Mr. Hegseth said the military has long been a “family business.”
“My grandfather served, my father served, I served, my daughter served. The shame is that chain has started to break with generations of people my age and older talking to their kids and grandkids, wondering, pondering, ‘do I want them to serve? Will my country use them responsibly?’ When that kind of doubt is cast, you get serious recruiting problems, like we do right now,” he said.
Over the past few years, recruitment among men has been down. Only two in five young men are deemed both weight-eligible and adequately active to join the military, the Centers for Disease Control and Prevention says.
Yet women are enlisting in droves. Nearly 10,000 women signed up for active duty in 2024, which is an 18 percent increase from 2023, according to service data reviewed by Military.com. New male recruits still rose, but by just 8 percent, lower than past years.

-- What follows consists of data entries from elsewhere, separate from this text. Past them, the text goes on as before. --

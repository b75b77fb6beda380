//! 路由服务模块 - 核心引擎
//!
//! 封装了 web_sys 的 History API，实现高内聚：
//! 所有对 window.history 的操作都集中在此模块。
//! 实现了"监听 -> 验证 -> 处理 -> 加载"的导航流程。
//! 会话初始化完成之前不做任何守卫决策。

use leptos::prelude::*;
use wasm_bindgen::prelude::*;

use super::route::{AppRoute, GuardDecision};

/// 获取当前浏览器路径（包含查询串）
fn current_location() -> String {
    web_sys::window()
        .map(|w| {
            let location = w.location();
            let path = location.pathname().unwrap_or_else(|_| "/".to_string());
            let search = location.search().unwrap_or_default();
            format!("{}{}", path, search)
        })
        .unwrap_or_else(|| "/".to_string())
}

/// 推送 History 状态（内部工具函数）
fn push_history_state(path: &str) {
    if let Some(window) = web_sys::window() {
        if let Ok(history) = window.history() {
            let _ = history.push_state_with_url(&JsValue::NULL, "", Some(path));
        }
    }
}

/// 替换 History 状态（内部工具函数，用于重定向）
fn replace_history_state(path: &str) {
    if let Some(window) = web_sys::window() {
        if let Ok(history) = window.history() {
            let _ = history.replace_state_with_url(&JsValue::NULL, "", Some(path));
        }
    }
}

/// 路由器服务
///
/// 封装所有路由操作，通过 Signal 驱动界面更新。
/// 通过注入认证信号与加载信号实现与认证系统的解耦。
#[derive(Clone, Copy)]
pub struct RouterService {
    /// 当前路由（只读信号）
    current_route: ReadSignal<AppRoute>,
    /// 设置当前路由（写入信号）
    set_route: WriteSignal<AppRoute>,
    /// 认证状态检查（注入的信号，实现解耦）
    is_authenticated: Signal<bool>,
    /// 会话是否仍在初始化
    is_loading: Signal<bool>,
}

impl RouterService {
    /// 创建新的路由服务
    ///
    /// 未匹配的初始路径直接替换为 `/login`。
    fn new(is_authenticated: Signal<bool>, is_loading: Signal<bool>) -> Self {
        let location = current_location();
        let initial_route = match AppRoute::from_path(&location) {
            Some(route) => route,
            None => {
                log::info!("[Router] Unknown path {}. Redirecting to Login.", location);
                replace_history_state(AppRoute::Login.to_path());
                AppRoute::Login
            }
        };
        let (current_route, set_route) = signal(initial_route);

        Self {
            current_route,
            set_route,
            is_authenticated,
            is_loading,
        }
    }

    /// 获取当前路由信号
    pub fn current_route(&self) -> ReadSignal<AppRoute> {
        self.current_route
    }

    /// 会话是否仍在初始化
    pub fn is_loading(&self) -> Signal<bool> {
        self.is_loading
    }

    /// **核心方法：导航与守卫**
    ///
    /// 流程：请求 -> 验证(Guard) -> 处理 -> 加载
    pub fn navigate(&self, path: &str) {
        let target_route = AppRoute::from_path_or_login(path);
        self.navigate_to_route(target_route, true);
    }

    /// 导航到指定路由
    ///
    /// # Arguments
    /// * `target_route` - 目标路由
    /// * `use_push` - true 使用 pushState, false 使用 replaceState
    fn navigate_to_route(&self, target_route: AppRoute, use_push: bool) {
        // --- Step 1: 验证目标路由 ---
        // 加载期间先记录目标，等初始化完成后由 Effect 重新守卫
        let decision = if self.is_loading.get_untracked() {
            GuardDecision::Render(target_route)
        } else {
            target_route.guard(self.is_authenticated.get_untracked())
        };

        // --- Step 2: 加载页面 (更新状态) ---
        match decision {
            GuardDecision::Render(route) => {
                if use_push {
                    push_history_state(route.to_path());
                } else {
                    replace_history_state(route.to_path());
                }
                self.set_route.set(route);
            }
            GuardDecision::Redirect(route) => {
                log::info!("[Router] Access Denied. Redirecting to {}.", route);
                replace_history_state(route.to_path());
                self.set_route.set(route);
            }
        }
    }

    /// 初始化浏览器后退/前进按钮监听
    fn init_popstate_listener(&self) {
        let router = *self;

        let closure = Closure::<dyn Fn()>::new(move || {
            let target_route = AppRoute::from_path_or_login(&current_location());
            // popstate 时也执行守卫逻辑
            router.navigate_to_route(target_route, false);
        });

        if let Some(window) = web_sys::window() {
            let _ = window
                .add_event_listener_with_callback("popstate", closure.as_ref().unchecked_ref());
        }

        // 泄漏闭包以保持监听器存活
        closure.forget();
    }

    /// 认证状态或加载状态变化时重新守卫当前路由
    fn setup_auth_redirect(&self) {
        let router = *self;

        Effect::new(move |_| {
            let is_auth = router.is_authenticated.get();
            if router.is_loading.get() {
                return;
            }

            let route = router.current_route.get_untracked();
            if let GuardDecision::Redirect(redirect) = route.clone().guard(is_auth) {
                log::info!(
                    "[Router] Auth state settled (authenticated: {}), {} -> {}.",
                    is_auth,
                    route,
                    redirect
                );
                replace_history_state(redirect.to_path());
                router.set_route.set(redirect);
            }
        });
    }
}

/// 提供路由服务到 Context 并初始化
fn provide_router(is_authenticated: Signal<bool>, is_loading: Signal<bool>) -> RouterService {
    let router = RouterService::new(is_authenticated, is_loading);

    // 初始化监听器
    router.init_popstate_listener();
    router.setup_auth_redirect();

    provide_context(router);
    router
}

/// 从 Context 获取路由服务
pub fn use_router() -> RouterService {
    use_context::<RouterService>()
        .expect("RouterService not found in context. Ensure Router is provided.")
}

/// 导航函数（返回一个可调用的闭包）
pub fn use_navigate() -> impl Fn(&str) + Clone {
    let router = use_router();
    move |to: &str| {
        router.navigate(to);
    }
}

// ============================================================================
// UI 组件
// ============================================================================

/// 路由器根组件
///
/// 提供路由上下文，应在 App 根部使用。
#[component]
pub fn Router(
    /// 认证状态信号
    is_authenticated: Signal<bool>,
    /// 会话初始化中信号
    is_loading: Signal<bool>,
    /// 子组件
    children: Children,
) -> impl IntoView {
    // 提供路由服务到 Context
    provide_router(is_authenticated, is_loading);

    children()
}

/// 路由出口组件
///
/// 会话初始化期间渲染全屏加载指示器，之后根据当前路由渲染对应的组件。
#[component]
pub fn RouterOutlet(
    /// 路由匹配函数：接收当前路由，返回对应视图
    matcher: fn(AppRoute) -> AnyView,
) -> impl IntoView {
    let router = use_router();

    move || {
        if router.is_loading().get() {
            return view! {
                <div class="flex items-center justify-center min-h-screen bg-base-200">
                    <span class="loading loading-spinner loading-lg text-primary"></span>
                </div>
            }
            .into_any();
        }
        let current = router.current_route().get();
        matcher(current)
    }
}

/// 站内链接：拦截点击并通过路由服务导航
#[component]
pub fn Link(
    /// 目标路径
    #[prop(into)]
    to: String,
    #[prop(optional, into)] class: String,
    /// 子内容
    children: Children,
) -> impl IntoView {
    let router = use_router();

    let target = to.clone();
    let on_click = move |ev: leptos::ev::MouseEvent| {
        ev.prevent_default();
        router.navigate(&target);
    };

    view! {
        <a href=to class=class on:click=on_click>
            {children()}
        </a>
    }
}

In fact, enlistments of young men have plunged about 22 percent since 2013, to 45,000 last year from 58,000 men recruited in 2013.
Young men simply aren’t fit enough to go into the military, endless studies have found. A Pentagon study from 2020 found that 77 percent of young men don’t qualify for military service without a waiver due to being overweight, having mental or physical problems, or illegal drug use.
The Army requires just a high school degree, but the service conducts its own test, known as the Armed Services Vocational Aptitude Battery, which measures skills in math, science, and language.
The problem has gotten so bad that the Army was forced to create a 90-day program called the Future Solders Preparatory course. The pre-basic training program, created in 2022, seeks to aid ineligible applicants who are too fat or don’t meet academic standards. According to military data, 70 percent of the ineligible are men.